## [Your goal]
Set down, exactly as written, every line from the top of the records below to the line containing "side of the square board", both ends included, and no others.

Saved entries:
★ ★ ★ ★ ★

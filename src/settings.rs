//! Game settings: board density, tick speed and colors, plus the
//! line-per-value settings file they are persisted in.
//!
//! Settings are a plain value handed to whoever needs them. A malformed or
//! missing field never stops a game; it is replaced by its default and
//! reported with a `warn!`.
use std::io::ErrorKind;
use std::path::{Path, PathBuf};

use itertools::Itertools;
use serde::{Deserialize, Serialize};
use tracing::warn;

use crate::board::Board;
use crate::error::{BoardError, ConfigError};
use crate::types::SettingsStore;

/// Number of fields in a serialized settings record
pub const SETTINGS_FIELDS: usize = 5;

/// index of the board density code
pub const DENSITY_INDEX: usize = 0;
/// index of the speed code
pub const SPEED_INDEX: usize = 1;
/// index of the snake color
pub const SNAKE_COLOR_INDEX: usize = 2;
/// index of the board color
pub const BOARD_COLOR_INDEX: usize = 3;
/// index of the food color
pub const FOOD_COLOR_INDEX: usize = 4;

/// How finely the board is divided
#[derive(Debug, Clone, Copy, PartialEq, Eq, Hash, Default, Serialize, Deserialize)]
pub enum Density {
    /// 10 cells per side
    Low,
    /// 20 cells per side
    #[default]
    Medium,
    /// 40 cells per side
    High,
}

impl Density {
    /// the settings code for this density
    pub fn code(self) -> u8 {
        match self {
            Density::Low => 0,
            Density::Medium => 1,
            Density::High => 2,
        }
    }

    #[allow(missing_docs)]
    pub fn from_code(code: &str) -> Result<Self, ConfigError> {
        match code.trim() {
            "0" => Ok(Density::Low),
            "1" => Ok(Density::Medium),
            "2" => Ok(Density::High),
            other => Err(ConfigError::InvalidDensity(other.to_string())),
        }
    }

    /// cells along each side of the square board
    pub fn board_size(self) -> usize {
        match self {
            Density::Low => 10,
            Density::Medium => 20,
            Density::High => 40,
        }
    }
}

/// How often the snake moves
#[derive(Debug, Clone, Copy, PartialEq, Eq, Hash, Default, Serialize, Deserialize)]
pub enum Speed {
    #[allow(missing_docs)]
    Slow,
    #[allow(missing_docs)]
    #[default]
    Normal,
    #[allow(missing_docs)]
    Fast,
}

impl Speed {
    /// the settings code for this speed
    pub fn code(self) -> u8 {
        match self {
            Speed::Slow => 0,
            Speed::Normal => 1,
            Speed::Fast => 2,
        }
    }

    #[allow(missing_docs)]
    pub fn from_code(code: &str) -> Result<Self, ConfigError> {
        match code.trim() {
            "0" => Ok(Speed::Slow),
            "1" => Ok(Speed::Normal),
            "2" => Ok(Speed::Fast),
            other => Err(ConfigError::InvalidSpeed(other.to_string())),
        }
    }

    /// the snake advances once every this many frames
    pub fn frame_lag(self) -> u32 {
        match self {
            Speed::Slow => 8,
            Speed::Normal => 4,
            Speed::Fast => 1,
        }
    }
}

/// Colors the board paints its cells with
#[derive(Debug, Clone, PartialEq, Eq, Hash, Serialize, Deserialize)]
pub struct Palette {
    /// color of snake cells
    pub snake: String,
    /// color of empty cells
    pub board: String,
    /// color of the food cell
    pub food: String,
}

impl Palette {
    #[allow(missing_docs)]
    pub fn new(snake: impl Into<String>, board: impl Into<String>, food: impl Into<String>) -> Self {
        Palette {
            snake: snake.into(),
            board: board.into(),
            food: food.into(),
        }
    }

    /// A color has to survive the `-` separated header and the `_` separated
    /// records untouched.
    pub fn is_valid_color(color: &str) -> bool {
        !color.is_empty()
            && !color
                .chars()
                .any(|c| c == '-' || c == '_' || c.is_whitespace())
    }
}

impl Default for Palette {
    fn default() -> Self {
        Palette::new("000000", "FFFFFF", "FF0000")
    }
}

/// Everything a session needs to be reproduced besides its moves
#[derive(Debug, Clone, PartialEq, Eq, Hash, Default, Serialize, Deserialize)]
pub struct Settings {
    #[allow(missing_docs)]
    pub density: Density,
    #[allow(missing_docs)]
    pub speed: Speed,
    #[allow(missing_docs)]
    pub palette: Palette,
}

impl Settings {
    /// The five ordered fields: density code, speed code, snake, board and
    /// food color.
    pub fn to_fields(&self) -> [String; SETTINGS_FIELDS] {
        [
            self.density.code().to_string(),
            self.speed.code().to_string(),
            self.palette.snake.clone(),
            self.palette.board.clone(),
            self.palette.food.clone(),
        ]
    }

    /// Builds settings from ordered fields. Each missing or malformed field
    /// takes its default, and the problems found are returned alongside.
    pub fn from_fields<S: AsRef<str>>(fields: &[S]) -> (Self, Vec<ConfigError>) {
        Self::from_lookup(|index| fields.get(index).map(|f| f.as_ref()))
    }

    /// Reads settings out of a store, substituting defaults for anything the
    /// store lacks or holds in a bad shape. Never fails.
    pub fn from_store(store: &impl SettingsStore) -> Self {
        let (settings, errors) = Self::from_lookup(|index| store.get(index));
        for e in errors {
            warn!(error = %e, "substituting default setting");
        }
        settings
    }

    /// Writes every field into a store; the caller decides when to save.
    pub fn write_to(&self, store: &mut impl SettingsStore) {
        for (index, value) in self.to_fields().into_iter().enumerate() {
            store.set(index, value);
        }
    }

    /// the replay log header: fields joined with `-`
    pub fn header(&self) -> String {
        self.to_fields().iter().join("-")
    }

    /// side length of the square board these settings describe
    pub fn board_size(&self) -> usize {
        self.density.board_size()
    }

    /// builds a square board sized by this density and painted with this palette
    pub fn board(&self, pixel_width: u32, pixel_height: u32) -> Result<Board, BoardError> {
        Board::with_palette(
            self.board_size(),
            self.board_size(),
            pixel_width,
            pixel_height,
            self.palette.clone(),
        )
    }

    fn from_lookup<'a>(lookup: impl Fn(usize) -> Option<&'a str>) -> (Self, Vec<ConfigError>) {
        let mut errors = vec![];
        let defaults = Settings::default();

        let density = match lookup(DENSITY_INDEX).map(Density::from_code) {
            Some(Ok(d)) => d,
            Some(Err(e)) => {
                errors.push(e);
                defaults.density
            }
            None => {
                errors.push(ConfigError::MissingField(DENSITY_INDEX));
                defaults.density
            }
        };

        let speed = match lookup(SPEED_INDEX).map(Speed::from_code) {
            Some(Ok(s)) => s,
            Some(Err(e)) => {
                errors.push(e);
                defaults.speed
            }
            None => {
                errors.push(ConfigError::MissingField(SPEED_INDEX));
                defaults.speed
            }
        };

        let mut color = |index: usize, default: String| match lookup(index) {
            Some(c) if Palette::is_valid_color(c) => c.to_string(),
            Some(c) => {
                errors.push(ConfigError::InvalidColor {
                    index,
                    value: c.to_string(),
                });
                default
            }
            None => {
                errors.push(ConfigError::MissingField(index));
                default
            }
        };
        let palette = Palette {
            snake: color(SNAKE_COLOR_INDEX, defaults.palette.snake.clone()),
            board: color(BOARD_COLOR_INDEX, defaults.palette.board.clone()),
            food: color(FOOD_COLOR_INDEX, defaults.palette.food.clone()),
        };

        (
            Settings {
                density,
                speed,
                palette,
            },
            errors,
        )
    }
}

/// An in-memory store; saving and loading do nothing.
impl SettingsStore for Vec<String> {
    fn get(&self, index: usize) -> Option<&str> {
        self.as_slice().get(index).map(|s| s.as_str())
    }

    fn set(&mut self, index: usize, value: String) {
        if index >= self.len() {
            self.resize(index + 1, String::new());
        }
        self[index] = value;
    }

    fn save(&self) -> Result<(), ConfigError> {
        Ok(())
    }

    fn load(&mut self) -> Result<(), ConfigError> {
        Ok(())
    }
}

/// A settings file holding one value per line. Indices the file does not
/// hold are answered from a defaults list.
#[derive(Debug, Clone)]
pub struct FileSettingsStore {
    path: PathBuf,
    values: Vec<String>,
    defaults: Vec<String>,
}

impl FileSettingsStore {
    /// A store over `path` whose fallback values are [`Settings::default`].
    /// Nothing is read until [`SettingsStore::load`].
    pub fn new(path: impl Into<PathBuf>) -> Self {
        Self {
            path: path.into(),
            values: vec![],
            defaults: Settings::default().to_fields().to_vec(),
        }
    }

    /// Uses the lines of another file as the fallback values. A defaults
    /// file that cannot be read keeps the built-in defaults.
    pub fn with_defaults_file(mut self, path: impl AsRef<Path>) -> Self {
        let path = path.as_ref();
        match read_lines(path) {
            Ok(Some(lines)) => self.defaults = lines,
            Ok(None) => warn!(path = %path.display(), "defaults file not found, using built-in defaults"),
            Err(e) => warn!(error = %e, "using built-in defaults"),
        }
        self
    }

    #[allow(missing_docs)]
    pub fn path(&self) -> &Path {
        &self.path
    }

    /// whether the file supplied no values
    pub fn is_empty(&self) -> bool {
        self.values.is_empty()
    }

    /// forget the loaded values; lookups fall back to the defaults
    pub fn clear(&mut self) {
        self.values.clear();
    }
}

impl SettingsStore for FileSettingsStore {
    fn get(&self, index: usize) -> Option<&str> {
        self.values
            .as_slice()
            .get(index)
            .or_else(|| self.defaults.as_slice().get(index))
            .map(|s| s.as_str())
    }

    fn set(&mut self, index: usize, value: String) {
        if self.values.len() <= index {
            let missing = self.values.len()..=index;
            let filler = missing
                .map(|i| self.defaults.as_slice().get(i).cloned().unwrap_or_default())
                .collect_vec();
            self.values.extend(filler);
        }
        self.values[index] = value;
    }

    fn save(&self) -> Result<(), ConfigError> {
        let io_err = |source| ConfigError::Io {
            path: self.path.clone(),
            source,
        };
        if let Some(parent) = self.path.parent() {
            std::fs::create_dir_all(parent).map_err(io_err)?;
        }
        let contents: String = self.values.iter().map(|v| format!("{}\n", v)).collect();
        std::fs::write(&self.path, contents).map_err(io_err)
    }

    /// A missing or unreadable file leaves the store empty, so every lookup
    /// falls back to the defaults. Never fails.
    fn load(&mut self) -> Result<(), ConfigError> {
        match read_lines(&self.path) {
            Ok(Some(lines)) => self.values = lines,
            Ok(None) => {
                warn!(path = %self.path.display(), "settings file not found, using defaults");
                self.values.clear();
            }
            Err(e) => {
                warn!(error = %e, "settings file unreadable, using defaults");
                self.values.clear();
            }
        }
        Ok(())
    }
}

fn read_lines(path: &Path) -> Result<Option<Vec<String>>, ConfigError> {
    match std::fs::read_to_string(path) {
        Ok(content) => Ok(Some(content.lines().map(str::to_string).collect())),
        Err(err) if err.kind() == ErrorKind::NotFound => Ok(None),
        Err(source) => Err(ConfigError::Io {
            path: path.to_path_buf(),
            source,
        }),
    }
}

★ ★ ★ ★ ★

## [Response box]
filename src/settings.rs
//! Game settings: board density, tick speed and colors, plus the
//! line-per-value settings file they are persisted in.
//!
//! Settings are a plain value handed to whoever needs them. A malformed or
//! missing field never stops a game; it is replaced by its default and
//! reported with a `warn!`.
use std::io::ErrorKind;
use std::path::{Path, PathBuf};

use itertools::Itertools;
use serde::{Deserialize, Serialize};
use tracing::warn;

use crate::board::Board;
use crate::error::{BoardError, ConfigError};
use crate::types::SettingsStore;

/// Number of fields in a serialized settings record
pub const SETTINGS_FIELDS: usize = 5;

/// index of the board density code
pub const DENSITY_INDEX: usize = 0;
/// index of the speed code
pub const SPEED_INDEX: usize = 1;
/// index of the snake color
pub const SNAKE_COLOR_INDEX: usize = 2;
/// index of the board color
pub const BOARD_COLOR_INDEX: usize = 3;
/// index of the food color
pub const FOOD_COLOR_INDEX: usize = 4;

/// How finely the board is divided
#[derive(Debug, Clone, Copy, PartialEq, Eq, Hash, Default, Serialize, Deserialize)]
pub enum Density {
    /// 10 cells per side
    Low,
    /// 20 cells per side
    #[default]
    Medium,
    /// 40 cells per side
    High,
}

impl Density {
    /// the settings code for this density
    pub fn code(self) -> u8 {
        match self {
            Density::Low => 0,
            Density::Medium => 1,
            Density::High => 2,
        }
    }

    #[allow(missing_docs)]
    pub fn from_code(code: &str) -> Result<Self, ConfigError> {
        match code.trim() {
            "0" => Ok(Density::Low),
            "1" => Ok(Density::Medium),
            "2" => Ok(Density::High),
            other => Err(ConfigError::InvalidDensity(other.to_string())),
        }
    }

    /// cells along each side of the square board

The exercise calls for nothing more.